Smiley LogsOne of my blogger girlfriends started a thread on social last week asking, “How important is it to be happy?” I immediately responded with a resounding “VERY!” Then I watched as others gave their answers. Some people said that contentment was more important than happiness, while others said that being happy was somewhere on their list, though not at the top.

March 20 was the “International Day of Happiness” so the topic seemed to be on everybody’s minds last week. It’s also been seeping into global consciousness for the last few years. From Gretchen Rubin’s book The Happiness Project (and the follow-up Happier at Home) to an article in Forbes a few weeks ago entitled Why the World Needs a Happiness Campaign to Live Better, it’s a hot media topic.

And of course, there’s Pherrel’s “Happy” video, which has been watched over 453 MILLION times. Yeah, I think we’re all seeking a little more happiness.

If you look at the definition of happiness, it covers an entire spectrum of positive emotions, including contentment, joy, cheerfulness and delight. I’d throw optimism in there, too, as when I’m feeling optimistic, I’m happy.
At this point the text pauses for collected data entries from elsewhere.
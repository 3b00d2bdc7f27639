//! Module registration surface and the catalog of registered hooks.

use std::any::Any;
use std::collections::{BTreeMap, HashMap};
use std::sync::Arc;
use std::time::Duration;

use error_stack::Report;

use super::invocation::{Hook, ModuleContext};
use super::payload::Payload;
use super::plan::HookId;
use super::stage::{Stage, StageWithHookType};
use crate::error::AuctionHooksError;

type ErasedHook = Box<dyn Any + Send + Sync>;

/// What a module declares when it is registered.
#[derive(Debug)]
pub struct ModuleRegistration {
    code: String,
    hooks: Vec<(Stage, String, ErasedHook)>,
    initial_context: Option<ModuleContext>,
    timeout: Option<Duration>,
}

impl ModuleRegistration {
    #[must_use]
    pub fn builder(code: impl Into<String>) -> ModuleRegistrationBuilder {
        ModuleRegistrationBuilder {
            registration: Self {
                code: code.into(),
                hooks: Vec::new(),
                initial_context: None,
                timeout: None,
            },
        }
    }

    #[must_use]
    pub fn code(&self) -> &str {
        &self.code
    }
}

pub struct ModuleRegistrationBuilder {
    registration: ModuleRegistration,
}

impl ModuleRegistrationBuilder {
    /// Registers `hook` for `stage`. The typed stage marker guarantees the hook
    /// accepts the payload that flows through the stage.
    #[must_use]
    pub fn with_hook<P: Payload>(
        mut self,
        stage: StageWithHookType<P>,
        hook: Arc<dyn Hook<P>>,
    ) -> Self {
        let code = hook.code().to_string();
        self.registration
            .hooks
            .push((stage.stage(), code, Box::new(hook)));
        self
    }

    /// Context handed to the module's first invocation in every request.
    #[must_use]
    pub fn with_initial_context<T: Any + Send + Sync>(mut self, context: T) -> Self {
        self.registration.initial_context = Some(Arc::new(context));
        self
    }

    /// Per-hook time limit overriding the group's, bounded by the remaining budget.
    #[must_use]
    pub fn with_timeout(mut self, timeout: Duration) -> Self {
        self.registration.timeout = Some(timeout);
        self
    }

    #[must_use]
    pub fn build(self) -> ModuleRegistration {
        self.registration
    }
}

struct RegisteredModule {
    hooks: HashMap<(Stage, String), ErasedHook>,
    initial_context: Option<ModuleContext>,
    timeout: Option<Duration>,
}

/// Every registered module, keyed by module code.
#[derive(Default)]
pub struct HookCatalog {
    modules: BTreeMap<String, RegisteredModule>,
}

impl HookCatalog {
    #[must_use]
    pub fn new() -> Self {
        Self::default()
    }

    /// Adds a module to the catalog.
    ///
    /// # Errors
    ///
    /// Returns [`AuctionHooksError::ModuleRegistration`] if the module code is
    /// already taken or the module registers the same hook code twice for a stage.
    pub fn register(
        &mut self,
        registration: ModuleRegistration,
    ) -> Result<(), Report<AuctionHooksError>> {
        let ModuleRegistration {
            code,
            hooks,
            initial_context,
            timeout,
        } = registration;

        if self.modules.contains_key(&code) {
            return Err(Report::new(AuctionHooksError::ModuleRegistration {
                message: format!("Module '{code}' is already registered"),
            }));
        }

        let mut by_key = HashMap::with_capacity(hooks.len());
        for (stage, hook_code, hook) in hooks {
            if by_key.insert((stage, hook_code.clone()), hook).is_some() {
                return Err(Report::new(AuctionHooksError::ModuleRegistration {
                    message: format!(
                        "Module '{code}' registers hook '{hook_code}' twice for stage '{stage}'"
                    ),
                }));
            }
        }

        log::info!(
            "Registered module '{}' with {} hook(s)",
            code,
            by_key.len()
        );
        self.modules.insert(
            code,
            RegisteredModule {
                hooks: by_key,
                initial_context,
                timeout,
            },
        );
        Ok(())
    }

    /// Whether `id` names a hook registered for `stage`.
    #[must_use]
    pub fn contains(&self, stage: Stage, id: &HookId) -> bool {
        self.modules.get(&id.module_code).is_some_and(|module| {
            module
                .hooks
                .contains_key(&(stage, id.hook_impl_code.clone()))
        })
    }

    /// Typed hook lookup.
    #[must_use]
    pub fn hook<P: Payload>(
        &self,
        stage: StageWithHookType<P>,
        id: &HookId,
    ) -> Option<Arc<dyn Hook<P>>> {
        self.modules
            .get(&id.module_code)
            .and_then(|module| {
                module
                    .hooks
                    .get(&(stage.stage(), id.hook_impl_code.clone()))
            })
            .and_then(|hook| hook.downcast_ref::<Arc<dyn Hook<P>>>())
            .cloned()
    }

    #[must_use]
    pub fn initial_context(&self, module_code: &str) -> Option<ModuleContext> {
        self.modules
            .get(module_code)
            .and_then(|module| module.initial_context.clone())
    }

    #[must_use]
    pub fn module_timeout(&self, module_code: &str) -> Option<Duration> {
        self.modules
            .get(module_code)
            .and_then(|module| module.timeout)
    }

    pub fn module_codes(&self) -> impl Iterator<Item = &str> {
        self.modules.keys().map(String::as_str)
    }
}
As someone who spent my early adulthood in a constant state of pessimistic angst – just ask my college roommates…no, it’s probably best not to – I got in on this trend decades ago. I wanted to be happy, dammit, but I didn’t know how. Years later – years filled with therapy, support groups and self-help books – and I can honestly say I spend 95% of my time being “happy.”

Why is it important to be happy? Because we’re only here for a short while and we might as well enjoy it. Because happy people are healthier and live longer. Because happy people are more fortunate. (Seriously, look it up – it’s true!) And because happy simply feels good.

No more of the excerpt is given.